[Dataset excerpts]
------------------------------------------------------------
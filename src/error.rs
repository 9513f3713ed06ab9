use thiserror::Error;

pub type Result<T> = std::result::Result<T, Error>;

/// Setup problems detected before any similarity work starts.
#[derive(Debug, Clone, PartialEq, Error)]
pub enum ConfigurationError {
    #[error("k must be at least 1")]
    InvalidK,
    #[error("block_size must be at least 1")]
    InvalidBlockSize,
    #[error("worker_count must be at least 1")]
    InvalidWorkerCount,
    #[error("min_score must be a finite number, got {0}")]
    InvalidMinScore(f64),
    #[error("max_df must lie in (0, 1], got {0}")]
    InvalidMaxDf(f64),
    /// max_df * corpus size is below min_df, so no term can ever qualify
    #[error("document frequency band is empty: min_df={min_df} exceeds max document count {max_doc_count}")]
    EmptyDfBand { min_df: usize, max_doc_count: f64 },
    #[error("corpus contains no documents")]
    EmptyCorpus,
    #[error("vocabulary is empty after document frequency pruning ({documents} documents)")]
    EmptyVocabulary { documents: usize },
    /// document ids must equal their position in the input
    #[error("document at position {position} has id {id}; ids must be dense and 0-based")]
    NonDenseIds { position: usize, id: usize },
}

/// Per-document normalization failure.
/// Never escapes the parallel normalizer, which degrades it to an empty text.
#[derive(Debug, Clone, PartialEq, Error)]
pub enum NormalizeError {
    #[error("malformed text: {0}")]
    Malformed(String),
    #[error("unreadable document: {0}")]
    Unreadable(String),
}

#[derive(Debug, Error)]
pub enum Error {
    #[error("configuration error: {0}")]
    Configuration(#[from] ConfigurationError),
    #[error("failed to build worker pool: {0}")]
    ThreadPool(#[from] rayon::ThreadPoolBuildError),
    #[error("similarity computation cancelled after {completed_blocks} blocks")]
    Cancelled { completed_blocks: usize },
    #[error("unknown document id {0}")]
    UnknownDocument(usize),
    #[error("model serialization failed: {0}")]
    Model(#[from] serde_cbor::Error),
}
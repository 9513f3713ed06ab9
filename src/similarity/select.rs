use crate::{error::ConfigurationError, recommendation::Candidate};

/// Top-k extraction from one dense score row.
///
/// Candidates are the indices scoring at least `min_score`, minus the
/// excluded index. When more than `k` qualify, a partial selection isolates
/// the best `k` and only those are sorted. Output is ordered by descending
/// score with ties broken by ascending index. NaN scores never qualify.
#[derive(Debug, Clone, Copy, PartialEq)]
pub struct TopKSelector {
    k: usize,
    min_score: f64,
}

impl TopKSelector {
    pub fn new(k: usize, min_score: f64) -> Result<Self, ConfigurationError> {
        if k < 1 {
            return Err(ConfigurationError::InvalidK);
        }
        if !min_score.is_finite() {
            return Err(ConfigurationError::InvalidMinScore(min_score));
        }
        Ok(Self { k, min_score })
    }

    pub fn k(&self) -> usize {
        self.k
    }

    pub fn min_score(&self) -> f64 {
        self.min_score
    }

    pub fn select(&self, scores: &[f64], exclude: Option<usize>) -> Vec<Candidate> {
        let mut candidates: Vec<Candidate> = scores
            .iter()
            .enumerate()
            .filter(|&(j, &score)| score >= self.min_score && Some(j) != exclude)
            .map(|(j, &score)| Candidate::new(j, score))
            .collect();

        if candidates.len() > self.k {
            candidates.select_nth_unstable_by(self.k - 1, Candidate::rank_cmp);
            candidates.truncate(self.k);
        }
        candidates.sort_unstable_by(Candidate::rank_cmp);
        candidates
    }
}
use std::cmp::Ordering;

use serde::{Deserialize, Serialize};

/// One recommended document
#[derive(Debug, Clone, Copy, PartialEq, Serialize, Deserialize)]
pub struct Candidate {
    pub id: usize,
    pub score: f64,
}

impl Candidate {
    pub fn new(id: usize, score: f64) -> Self {
        Self { id, score }
    }

    /// Ranking order: higher score first, ties by ascending id
    #[inline]
    pub fn rank_cmp(&self, other: &Self) -> Ordering {
        other
            .score
            .total_cmp(&self.score)
            .then_with(|| self.id.cmp(&other.id))
    }
}

/// Ranked candidates of one source document.
/// At most `k` entries, every score >= `min_score`, never the source itself.
#[derive(Debug, Clone, PartialEq, Serialize, Deserialize)]
pub struct Recommendation {
    pub source_id: usize,
    pub candidates: Vec<Candidate>,
}

impl Recommendation {
    pub fn is_empty(&self) -> bool {
        self.candidates.is_empty()
    }

    pub fn ids(&self) -> impl Iterator<Item = usize> + '_ {
        self.candidates.iter().map(|c| c.id)
    }
}

/// Recommendations for every document of a corpus, indexed by source id
#[derive(Debug, Clone, PartialEq, Default, Serialize, Deserialize)]
pub struct Recommendations {
    list: Vec<Recommendation>,
}

impl Recommendations {
    /// `list[i].source_id` must equal `i`
    pub(crate) fn from_ordered(list: Vec<Recommendation>) -> Self {
        debug_assert!(list.iter().enumerate().all(|(i, r)| r.source_id == i));
        Self { list }
    }

    pub fn get(&self, source_id: usize) -> Option<&Recommendation> {
        self.list.get(source_id)
    }

    pub fn len(&self) -> usize {
        self.list.len()
    }

    pub fn is_empty(&self) -> bool {
        self.list.is_empty()
    }

    pub fn iter(&self) -> std::slice::Iter<'_, Recommendation> {
        self.list.iter()
    }

    /// number of documents that received at least one candidate
    pub fn with_candidates(&self) -> usize {
        self.list.iter().filter(|r| !r.is_empty()).count()
    }

    pub fn into_vec(self) -> Vec<Recommendation> {
        self.list
    }
}

impl IntoIterator for Recommendations {
    type Item = Recommendation;
    type IntoIter = std::vec::IntoIter<Recommendation>;

    fn into_iter(self) -> Self::IntoIter {
        self.list.into_iter()
    }
}

impl<'a> IntoIterator for &'a Recommendations {
    type Item = &'a Recommendation;
    type IntoIter = std::slice::Iter<'a, Recommendation>;

    fn into_iter(self) -> Self::IntoIter {
        self.list.iter()
    }
}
------------------------------------------------------------
■ THE PROBLEM ■
For this exercise, output the entries above exactly as written.

■ OUTPUT FOR THIS TASK ■
filename src/error.rs
repository 9513f3713ed06ab9
use thiserror::Error;

pub type Result<T> = std::result::Result<T, Error>;

/// Setup problems detected before any similarity work starts.
#[derive(Debug, Clone, PartialEq, Error)]
pub enum ConfigurationError {
    #[error("k must be at least 1")]
    InvalidK,
    #[error("block_size must be at least 1")]
    InvalidBlockSize,
    #[error("worker_count must be at least 1")]
    InvalidWorkerCount,
    #[error("min_score must be a finite number, got {0}")]
    InvalidMinScore(f64),
    #[error("max_df must lie in (0, 1], got {0}")]
    InvalidMaxDf(f64),
    /// max_df * corpus size is below min_df, so no term can ever qualify
    #[error("document frequency band is empty: min_df={min_df} exceeds max document count {max_doc_count}")]
    EmptyDfBand { min_df: usize, max_doc_count: f64 },
    #[error("corpus contains no documents")]
    EmptyCorpus,
    #[error("vocabulary is empty after document frequency pruning ({documents} documents)")]
    EmptyVocabulary { documents: usize },
    /// document ids must equal their position in the input
    #[error("document at position {position} has id {id}; ids must be dense and 0-based")]
    NonDenseIds { position: usize, id: usize },
}

/// Per-document normalization failure.
/// Never escapes the parallel normalizer, which degrades it to an empty text.
#[derive(Debug, Clone, PartialEq, Error)]
pub enum NormalizeError {
    #[error("malformed text: {0}")]
    Malformed(String),
    #[error("unreadable document: {0}")]
    Unreadable(String),
}

#[derive(Debug, Error)]
pub enum Error {
    #[error("configuration error: {0}")]
    Configuration(#[from] ConfigurationError),
    #[error("failed to build worker pool: {0}")]
    ThreadPool(#[from] rayon::ThreadPoolBuildError),
    #[error("similarity computation cancelled after {completed_blocks} blocks")]
    Cancelled { completed_blocks: usize },
    #[error("unknown document id {0}")]
    UnknownDocument(usize),
    #[error("model serialization failed: {0}")]
    Model(#[from] serde_cbor::Error),
}
repository 9513f3713ed06ab9
filename src/similarity/select.rs
use crate::{error::ConfigurationError, recommendation::Candidate};

/// Top-k extraction from one dense score row.
///
/// Candidates are the indices scoring at least `min_score`, minus the
/// excluded index. When more than `k` qualify, a partial selection isolates
/// the best `k` and only those are sorted. Output is ordered by descending
/// score with ties broken by ascending index. NaN scores never qualify.
#[derive(Debug, Clone, Copy, PartialEq)]
pub struct TopKSelector {
    k: usize,
    min_score: f64,
}

impl TopKSelector {
    pub fn new(k: usize, min_score: f64) -> Result<Self, ConfigurationError> {
        if k < 1 {
            return Err(ConfigurationError::InvalidK);
        }
        if !min_score.is_finite() {
            return Err(ConfigurationError::InvalidMinScore(min_score));
        }
        Ok(Self { k, min_score })
    }

    pub fn k(&self) -> usize {
        self.k
    }

    pub fn min_score(&self) -> f64 {
        self.min_score
    }

    pub fn select(&self, scores: &[f64], exclude: Option<usize>) -> Vec<Candidate> {
        let mut candidates: Vec<Candidate> = scores
            .iter()
            .enumerate()
            .filter(|&(j, &score)| score >= self.min_score && Some(j) != exclude)
            .map(|(j, &score)| Candidate::new(j, score))
            .collect();

        if candidates.len() > self.k {
            candidates.select_nth_unstable_by(self.k - 1, Candidate::rank_cmp);
            candidates.truncate(self.k);
        }
        candidates.sort_unstable_by(Candidate::rank_cmp);
        candidates
    }
}
use std::cmp::Ordering;

use serde::{Deserialize, Serialize};

/// One recommended document
#[derive(Debug, Clone, Copy, PartialEq, Serialize, Deserialize)]
pub struct Candidate {
    pub id: usize,
    pub score: f64,
}

impl Candidate {
    pub fn new(id: usize, score: f64) -> Self {
        Self { id, score }
    }

    /// Ranking order: higher score first, ties by ascending id
    #[inline]
    pub fn rank_cmp(&self, other: &Self) -> Ordering {
        other
            .score
            .total_cmp(&self.score)
            .then_with(|| self.id.cmp(&other.id))
    }
}

/// Ranked candidates of one source document.
/// At most `k` entries, every score >= `min_score`, never the source itself.
#[derive(Debug, Clone, PartialEq, Serialize, Deserialize)]
pub struct Recommendation {
    pub source_id: usize,
    pub candidates: Vec<Candidate>,
}

impl Recommendation {
    pub fn is_empty(&self) -> bool {
        self.candidates.is_empty()
    }

    pub fn ids(&self) -> impl Iterator<Item = usize> + '_ {
        self.candidates.iter().map(|c| c.id)
    }
}

/// Recommendations for every document of a corpus, indexed by source id
#[derive(Debug, Clone, PartialEq, Default, Serialize, Deserialize)]
pub struct Recommendations {
    list: Vec<Recommendation>,
}

impl Recommendations {
    /// `list[i].source_id` must equal `i`
    pub(crate) fn from_ordered(list: Vec<Recommendation>) -> Self {
        debug_assert!(list.iter().enumerate().all(|(i, r)| r.source_id == i));
        Self { list }
    }

    pub fn get(&self, source_id: usize) -> Option<&Recommendation> {
        self.list.get(source_id)
    }

    pub fn len(&self) -> usize {
        self.list.len()
    }

    pub fn is_empty(&self) -> bool {
        self.list.is_empty()
    }

    pub fn iter(&self) -> std::slice::Iter<'_, Recommendation> {
        self.list.iter()
    }

    /// number of documents that received at least one candidate
    pub fn with_candidates(&self) -> usize {
        self.list.iter().filter(|r| !r.is_empty()).count()
    }

    pub fn into_vec(self) -> Vec<Recommendation> {
        self.list
    }
}

impl IntoIterator for Recommendations {
    type Item = Recommendation;
    type IntoIter = std::vec::IntoIter<Recommendation>;

    fn into_iter(self) -> Self::IntoIter {
        self.list.into_iter()
    }
}

impl<'a> IntoIterator for &'a Recommendations {
    type Item = &'a Recommendation;
    type IntoIter = std::slice::Iter<'a, Recommendation>;

    fn into_iter(self) -> Self::IntoIter {
        self.list.iter()
    }
}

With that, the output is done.